_Data provided_
□ □ □
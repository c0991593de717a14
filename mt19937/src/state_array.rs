/*
 * module: state_array
 *
 * The persisted generator state, a flat list of u32 words:
 *
 * | version | num_sections | state_length | ...state | other_length | state_index | seed_length | ...seed |
 *
 * Anytime this layout changes STATE_ARRAY_VERSION must be incremented.
 */

use crate::error::StateError;
use std::cell::RefCell;
use std::ops::Range;
use std::rc::Rc;

// degree of recurrence, the number of state words
pub const N: usize = 624;

pub const STATE_ARRAY_VERSION: u32 = 1;
pub const NUM_STATE_SECTIONS: u32 = 3; // state, other, seed

// index of the length word preceding each section
pub const STATE_SECTION_OFFSET: usize = 2;
pub const OTHER_SECTION_OFFSET: usize = N + 3;
pub const SEED_SECTION_OFFSET: usize = N + 5;

// index of the cursor into the state words, the only "other" word
pub const INDEX_OFFSET: usize = OTHER_SECTION_OFFSET + 1;

// version + num_sections + state_length + N + other_length + state_index + seed_length
pub const STATE_FIXED_LENGTH: usize = N + 6;

// A state array that may be aliased by several generators. Its length is
// fixed, only `Mt19937::set_state` moves a generator to a differently sized one.
pub type SharedState = Rc<RefCell<Box<[u32]>>>;

pub fn shared(words: Vec<u32>) -> SharedState {
    Rc::new(RefCell::new(words.into_boxed_slice()))
}

// Check every layout invariant, reporting the first one violated
pub fn validate(buffer: &[u32]) -> Result<(), StateError> {
    // a state array must carry at least one seed word
    if buffer.len() < STATE_FIXED_LENGTH + 1 {
        return Err(StateError::InsufficientLength {
            expected: STATE_FIXED_LENGTH + 1,
            actual: buffer.len(),
        });
    }
    if buffer[0] != STATE_ARRAY_VERSION {
        return Err(StateError::Version {
            expected: STATE_ARRAY_VERSION,
            actual: buffer[0],
        });
    }
    if buffer[1] != NUM_STATE_SECTIONS {
        return Err(StateError::SectionCount {
            expected: NUM_STATE_SECTIONS,
            actual: buffer[1],
        });
    }
    if buffer[STATE_SECTION_OFFSET] != N as u32 {
        return Err(StateError::StateLength {
            expected: N as u32,
            actual: buffer[STATE_SECTION_OFFSET],
        });
    }
    if buffer[OTHER_SECTION_OFFSET] != 1 {
        return Err(StateError::OtherLength {
            expected: 1,
            actual: buffer[OTHER_SECTION_OFFSET],
        });
    }
    let seed_length = buffer.len() - STATE_FIXED_LENGTH;
    if buffer[SEED_SECTION_OFFSET] as usize != seed_length {
        return Err(StateError::SeedLength {
            expected: seed_length,
            actual: buffer[SEED_SECTION_OFFSET],
        });
    }
    Ok(())
}

// Windows over the "state" and "seed" sections of one buffer.
// Only valid for the buffer they were computed from, recompute on replacement.
#[derive(Debug, Clone, PartialEq, Eq)]
pub struct Views {
    pub state: Range<usize>,
    pub seed: Range<usize>,
}

impl Views {
    pub fn new(buffer: &[u32]) -> Self {
        let seed_start = SEED_SECTION_OFFSET + 1;
        Views {
            state: STATE_SECTION_OFFSET + 1..STATE_SECTION_OFFSET + 1 + N,
            seed: seed_start..seed_start + buffer[SEED_SECTION_OFFSET] as usize,
        }
    }
}

pub fn state_view(buffer: &[u32]) -> &[u32] {
    &buffer[Views::new(buffer).state]
}

pub fn state_view_mut(buffer: &mut [u32]) -> &mut [u32] {
    let views = Views::new(buffer);
    &mut buffer[views.state]
}

pub fn seed_view(buffer: &[u32]) -> &[u32] {
    &buffer[Views::new(buffer).seed]
}

// A fresh state array holding a copy of `seed`; the state words are left
// zeroed for the initializer and the cursor is parked at N so the first
// draw twists.
pub fn allocate(seed: &[u32]) -> Vec<u32> {
    let mut buffer = vec![0; STATE_FIXED_LENGTH + seed.len()];
    buffer[0] = STATE_ARRAY_VERSION;
    buffer[1] = NUM_STATE_SECTIONS;
    buffer[STATE_SECTION_OFFSET] = N as u32;
    buffer[OTHER_SECTION_OFFSET] = 1;
    buffer[INDEX_OFFSET] = N as u32;
    buffer[SEED_SECTION_OFFSET] = seed.len() as u32;
    buffer[SEED_SECTION_OFFSET + 1..].copy_from_slice(seed);
    buffer
}
/*
 * module: temper
 */

// tempering shifts and masks
const U: u32 = 11;
const S: u32 = 7;
const B: u32 = 0x9d2c5680;
const T: u32 = 15;
const C: u32 = 0xefc60000;
const L: u32 = 18;

// 2^26
const TWO_26: f64 = 67108864.0;

// 2^53 - 1
const FLOAT64_MAX_SAFE_INTEGER: f64 = 9007199254740991.0;

// 1 / 2^53
const FLOAT64_NORMALIZATION_CONSTANT: f64 = 1.0 / (FLOAT64_MAX_SAFE_INTEGER + 1.0);

// Declared range of a raw draw. Seeding excludes the all-zero state, but
// temper(0) == 0 so a single raw word of 0 remains possible.
pub const MIN: u32 = 1;
pub const MAX: u32 = u32::MAX;

pub const NORMALIZED_MIN: f64 = 0.0;

// (((2^32-1) >> 5) * 2^26 + ((2^32-1) >> 6)) / 2^53, the largest double below 1 at 53 bits
pub const NORMALIZED_MAX: f64 = FLOAT64_MAX_SAFE_INTEGER * FLOAT64_NORMALIZATION_CONSTANT;

// Tempering transform, compensates for the reduced dimensionality of equidistribution
#[inline]
pub fn temper(y: u32) -> u32 {
    let mut y = y;
    y ^= y >> U;
    y ^= (y << S) & B;
    y ^= (y << T) & C;
    y ^ (y >> L)
}

// Combine two tempered draws into a double on [0, 1) with 53 bits of precision
#[inline]
pub fn normalize(x: u32, y: u32) -> f64 {
    let x = (x >> 5) as f64;
    let y = (y >> 6) as f64;
    (x * TWO_26 + y) * FLOAT64_NORMALIZATION_CONSTANT
}
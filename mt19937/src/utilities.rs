use anyhow::{Context, Result};
use mt19937::SeedOption;
use std::fs::File;
use std::io::{self, Read};
use std::path::Path;
use std::str::FromStr;

// splits and optionally trims the input String on a separator character
// returns a Vec of parse::<T>() over the splits
fn split_on<T>(text: &str, sep: char, trim: bool) -> Result<Vec<T>, Box<dyn std::error::Error>>
where
    T: FromStr,
    <T as FromStr>::Err: std::error::Error,
    <T as FromStr>::Err: 'static,
{
    let mut parsed_splits = vec![];
    for mut s in text.split(sep) {
        if trim {
            s = s.trim();
        }
        parsed_splits.push(s.parse::<T>()?)
    }
    Ok(parsed_splits)
}

// ==============================================================

// "1234" => SeedOption::Integer(1234), "1,2,3" => SeedOption::Array([1, 2, 3])
pub fn seed_option(text: &str) -> Result<SeedOption, Box<dyn std::error::Error>> {
    let mut values = split_on::<i64>(text, ',', true)?;
    Ok(match values.len() {
        1 => SeedOption::Integer(values.remove(0)),
        _ => SeedOption::Array(values),
    })
}

// read the contents of a file, a filename of "-" implies stdin
pub fn read_input(file: &Path) -> Result<String> {
    let mut text = String::new();
    match file.as_os_str() != "-" {
        true => {
            File::open(file)
                .with_context(|| format!("could not open file `{:?}`", file.as_os_str()))?
                .read_to_string(&mut text)
                .with_context(|| format!("could not read file `{:?}`", file.as_os_str()))?;
        }
        false => {
            io::stdin()
                .read_to_string(&mut text)
                .with_context(|| "could not read `stdin`")?;
        }
    }
    Ok(text)
}

// This should be called in cli apps
pub fn reset_sigpipe() -> Result<(), Box<dyn std::error::Error>> {
    #[cfg(target_family = "unix")]
    {
        use nix::sys::signal;

        unsafe {
            signal::signal(signal::Signal::SIGPIPE, signal::SigHandler::SigDfl)?;
        }
    }

    Ok(())
}
use serde::{Deserialize, Serialize};
use thiserror::Error;

use crate::domain::TodoId;

/// Failure taxonomy for the remote document store. Validation failures
/// (empty/whitespace input) never reach the store and have no variant here.
#[derive(Debug, Clone, Error)]
pub enum StoreError {
    #[error("remote store unavailable: {message}")]
    RemoteUnavailable { message: String },
    #[error("document {id} not found in remote store")]
    NotFound { id: TodoId },
}

impl StoreError {
    pub fn unavailable(message: impl Into<String>) -> Self {
        Self::RemoteUnavailable {
            message: message.into(),
        }
    }

    pub fn not_found(id: impl Into<TodoId>) -> Self {
        Self::NotFound { id: id.into() }
    }

    pub fn is_not_found(&self) -> bool {
        matches!(self, Self::NotFound { .. })
    }
}

#[derive(Debug, Clone, Copy, PartialEq, Eq, Serialize, Deserialize)]
#[serde(rename_all = "snake_case")]
pub enum ErrorCode {
    RemoteUnavailable,
    NotFound,
}

impl StoreError {
    pub fn code(&self) -> ErrorCode {
        match self {
            Self::RemoteUnavailable { .. } => ErrorCode::RemoteUnavailable,
            Self::NotFound { .. } => ErrorCode::NotFound,
        }
    }
}
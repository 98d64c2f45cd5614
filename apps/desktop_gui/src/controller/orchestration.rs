//! Command orchestration helpers from UI actions to backend command queue.

use crossbeam_channel::{Sender, TrySendError};

use crate::backend_bridge::commands::BackendCommand;

pub fn dispatch_backend_command(
    cmd_tx: &Sender<BackendCommand>,
    cmd: BackendCommand,
    status: &mut String,
) {
    let cmd_name = match &cmd {
        BackendCommand::Refresh => "refresh",
        BackendCommand::Submit { .. } => "submit",
        BackendCommand::StageEdit { .. } => "stage_edit",
        BackendCommand::CancelEdit => "cancel_edit",
        BackendCommand::Remove { .. } => "remove",
        BackendCommand::RemoveAll => "remove_all",
    };

    match cmd_tx.try_send(cmd) {
        Ok(()) => tracing::debug!(command = cmd_name, "queued ui->backend command"),
        Err(TrySendError::Full(_)) => {
            *status = "UI command queue is full; please retry".to_string();
        }
        Err(TrySendError::Disconnected(_)) => {
            *status =
                "Backend command processor disconnected (possible startup/runtime failure); restart the app"
                    .to_string();
        }
    }
}
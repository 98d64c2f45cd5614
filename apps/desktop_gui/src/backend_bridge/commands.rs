//! Backend commands queued from UI to backend worker.

use shared::domain::TodoId;

pub enum BackendCommand {
    Refresh,
    Submit { text: String },
    StageEdit { id: TodoId },
    CancelEdit,
    Remove { id: TodoId },
    RemoveAll,
}
use std::fmt;

use serde::{Deserialize, Serialize};

/// Prefix reserved for ids minted locally while a create round trip is in
/// flight. Server-assigned document ids never start with it.
pub const LOCAL_ID_PREFIX: &str = "local-";

#[derive(Debug, Clone, PartialEq, Eq, Hash, Serialize, Deserialize)]
#[serde(transparent)]
pub struct TodoId(pub String);

impl TodoId {
    pub fn new(id: impl Into<String>) -> Self {
        Self(id.into())
    }

    /// Mints a placeholder id for an optimistic insert awaiting its
    /// server-assigned id.
    pub fn local(sequence: u64) -> Self {
        Self(format!("{LOCAL_ID_PREFIX}{sequence}"))
    }

    pub fn is_local(&self) -> bool {
        self.0.starts_with(LOCAL_ID_PREFIX)
    }

    pub fn as_str(&self) -> &str {
        &self.0
    }
}

impl fmt::Display for TodoId {
    fn fmt(&self, f: &mut fmt::Formatter<'_>) -> fmt::Result {
        f.write_str(&self.0)
    }
}

impl From<&str> for TodoId {
    fn from(value: &str) -> Self {
        Self(value.to_string())
    }
}

#[derive(Debug, Clone, PartialEq, Eq, Serialize, Deserialize)]
pub struct TodoItem {
    pub id: TodoId,
    pub text: String,
}

impl TodoItem {
    pub fn new(id: impl Into<TodoId>, text: impl Into<String>) -> Self {
        Self {
            id: id.into(),
            text: text.into(),
        }
    }
}

impl From<String> for TodoId {
    fn from(value: String) -> Self {
        Self(value)
    }
}

#[cfg(test)]
mod tests {
    use super::*;

    #[test]
    fn local_ids_carry_reserved_prefix() {
        let id = TodoId::local(7);
        assert_eq!(id.as_str(), "local-7");
        assert!(id.is_local());
        assert!(!TodoId::new("a1B2c3").is_local());
    }
}
pub mod config;
pub mod controller;
pub mod firestore;
pub mod interaction;
pub mod store;

pub use config::{load_settings, Settings};
pub use controller::{OpStatus, TodoListController};
pub use firestore::FirestoreStore;
pub use interaction::{Interaction, SilentInteraction};
pub use store::RemoteStore;

#[cfg(test)]
#[path = "tests/controller_tests.rs"]
mod controller_tests;

#[cfg(test)]
#[path = "tests/firestore_tests.rs"]
mod firestore_tests;
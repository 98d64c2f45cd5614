//! UI/backend events and error modeling for the desktop GUI.

use shared::domain::{TodoId, TodoItem};

pub enum UiEvent {
    /// Fresh snapshot of the controller's list after a command ran.
    ListUpdated(Vec<TodoItem>),
    /// An item was staged for update mode; its text belongs in the composer.
    DraftStaged { id: TodoId, text: String },
    EditCleared,
    Info(String),
    Error(UiError),
}

#[derive(Debug, Clone, Copy, PartialEq, Eq)]
pub enum UiErrorCategory {
    Transport,
    Validation,
    Unknown,
}

#[derive(Debug, Clone, Copy, PartialEq, Eq)]
pub enum UiErrorContext {
    BackendStartup,
    General,
}

#[derive(Debug, Clone)]
pub struct UiError {
    category: UiErrorCategory,
    context: UiErrorContext,
    message: String,
}

impl UiError {
    pub fn from_message(context: UiErrorContext, message: impl Into<String>) -> Self {
        let message = message.into();
        let message_lower = message.to_ascii_lowercase();
        let category = if message_lower.contains("timeout")
            || message_lower.contains("connection")
            || message_lower.contains("network")
            || message_lower.contains("transport")
            || message_lower.contains("unavailable")
            || message_lower.contains("disconnect")
        {
            UiErrorCategory::Transport
        } else if message_lower.contains("invalid")
            || message_lower.contains("missing")
            || message_lower.contains("malformed")
        {
            UiErrorCategory::Validation
        } else {
            UiErrorCategory::Unknown
        };

        Self {
            category,
            context,
            message,
        }
    }

    pub fn category(&self) -> UiErrorCategory {
        self.category
    }

    pub fn context(&self) -> UiErrorContext {
        self.context
    }

    pub fn message(&self) -> &str {
        &self.message
    }
}

pub fn err_label(category: UiErrorCategory) -> &'static str {
    match category {
        UiErrorCategory::Transport => "Transport",
        UiErrorCategory::Validation => "Validation",
        UiErrorCategory::Unknown => "Unexpected",
    }
}
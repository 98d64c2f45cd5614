use std::io::{self, BufRead, Write};
use std::path::PathBuf;

use anyhow::Result;
use clap::{Parser, Subcommand};
use client_core::{load_settings, FirestoreStore, Interaction, OpStatus, TodoListController};
use shared::domain::{TodoId, TodoItem};

#[derive(Parser, Debug)]
#[command(name = "todo", about = "Cloud-backed todo list")]
struct Cli {
    /// Path to the TOML config naming the Firestore project, collection,
    /// and optional API key. Defaults to ./todo.toml.
    #[arg(long)]
    config: Option<PathBuf>,
    #[command(subcommand)]
    command: Command,
}

#[derive(Subcommand, Debug)]
enum Command {
    /// Print the current todo list.
    List,
    /// Add a new todo.
    Add { text: String },
    /// Edit a todo. Prompts for replacement text; press Enter to keep the
    /// suggested text, Ctrl-D to cancel.
    Edit { id: String },
    /// Delete a todo.
    Rm {
        id: String,
        /// Skip the confirmation question.
        #[arg(long)]
        yes: bool,
    },
    /// Delete every todo in the collection.
    Clear {
        /// Skip the confirmation question.
        #[arg(long)]
        yes: bool,
    },
}

struct StdinInteraction {
    assume_yes: bool,
}

fn is_affirmative(reply: &str) -> bool {
    matches!(reply.trim().to_ascii_lowercase().as_str(), "y" | "yes")
}

impl Interaction for StdinInteraction {
    fn prompt(&self, message: &str, default: &str) -> Option<String> {
        eprint!("{message} [{default}] ");
        let _ = io::stderr().flush();
        let mut reply = String::new();
        match io::stdin().lock().read_line(&mut reply) {
            // EOF before any input means the user backed out.
            Ok(0) => None,
            Ok(_) => {
                let reply = reply.trim_end_matches(['\r', '\n']);
                if reply.is_empty() {
                    Some(default.to_string())
                } else {
                    Some(reply.to_string())
                }
            }
            Err(_) => None,
        }
    }

    fn confirm(&self, message: &str) -> bool {
        if self.assume_yes {
            return true;
        }
        eprint!("{message} [y/N] ");
        let _ = io::stderr().flush();
        let mut reply = String::new();
        match io::stdin().lock().read_line(&mut reply) {
            Ok(_) => is_affirmative(&reply),
            Err(_) => false,
        }
    }

    fn notify(&self, message: &str) {
        eprintln!("{message}");
    }
}

fn print_list(items: &[TodoItem]) {
    if items.is_empty() {
        println!("(no todos)");
        return;
    }
    for item in items {
        println!("{}  {}", item.id, item.text);
    }
}

#[tokio::main]
async fn main() -> Result<()> {
    tracing_subscriber::fmt().with_env_filter("warn").init();

    let cli = Cli::parse();
    let settings = load_settings(cli.config.as_deref());
    let store = FirestoreStore::new(&settings)?;

    let assume_yes = match &cli.command {
        Command::Rm { yes, .. } | Command::Clear { yes } => *yes,
        _ => false,
    };
    let interaction = StdinInteraction { assume_yes };
    let mut controller = TodoListController::new(store, interaction);
    controller.load().await;

    let status = match cli.command {
        Command::List => OpStatus::Completed,
        Command::Add { text } => {
            controller.set_draft(text);
            controller.submit().await
        }
        Command::Edit { id } => controller.begin_edit(&TodoId::new(id)).await,
        Command::Rm { id, .. } => controller.remove(&TodoId::new(id)).await,
        Command::Clear { .. } => controller.remove_all().await,
    };

    print_list(controller.items());

    match status {
        OpStatus::Completed | OpStatus::Cancelled => Ok(()),
        OpStatus::Ignored => {
            eprintln!("nothing to do: unknown id or empty text");
            std::process::exit(2);
        }
        OpStatus::Failed => std::process::exit(1),
    }
}

#[cfg(test)]
mod tests {
    use super::is_affirmative;

    #[test]
    fn only_explicit_yes_replies_confirm() {
        assert!(is_affirmative("y"));
        assert!(is_affirmative("Yes\n"));
        assert!(is_affirmative("  Y  "));
        assert!(!is_affirmative(""));
        assert!(!is_affirmative("n"));
        assert!(!is_affirmative("yep"));
    }
}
□ □ □
From the records above, transcribe without alteration every line from the one with "buffer[0] = STATE_ARRAY_VERSION;" to the one with "const FLOAT64_MAX_SAFE_INTEGER: f64", inclusive.

_Expected answer_
    buffer[0] = STATE_ARRAY_VERSION;
    buffer[1] = NUM_STATE_SECTIONS;
    buffer[STATE_SECTION_OFFSET] = N as u32;
    buffer[OTHER_SECTION_OFFSET] = 1;
    buffer[INDEX_OFFSET] = N as u32;
    buffer[SEED_SECTION_OFFSET] = seed.len() as u32;
    buffer[SEED_SECTION_OFFSET + 1..].copy_from_slice(seed);
    buffer
}
/*
 * module: temper
 */

// tempering shifts and masks
const U: u32 = 11;
const S: u32 = 7;
const B: u32 = 0x9d2c5680;
const T: u32 = 15;
const C: u32 = 0xefc60000;
const L: u32 = 18;

// 2^26
const TWO_26: f64 = 67108864.0;

// 2^53 - 1
const FLOAT64_MAX_SAFE_INTEGER: f64 = 9007199254740991.0;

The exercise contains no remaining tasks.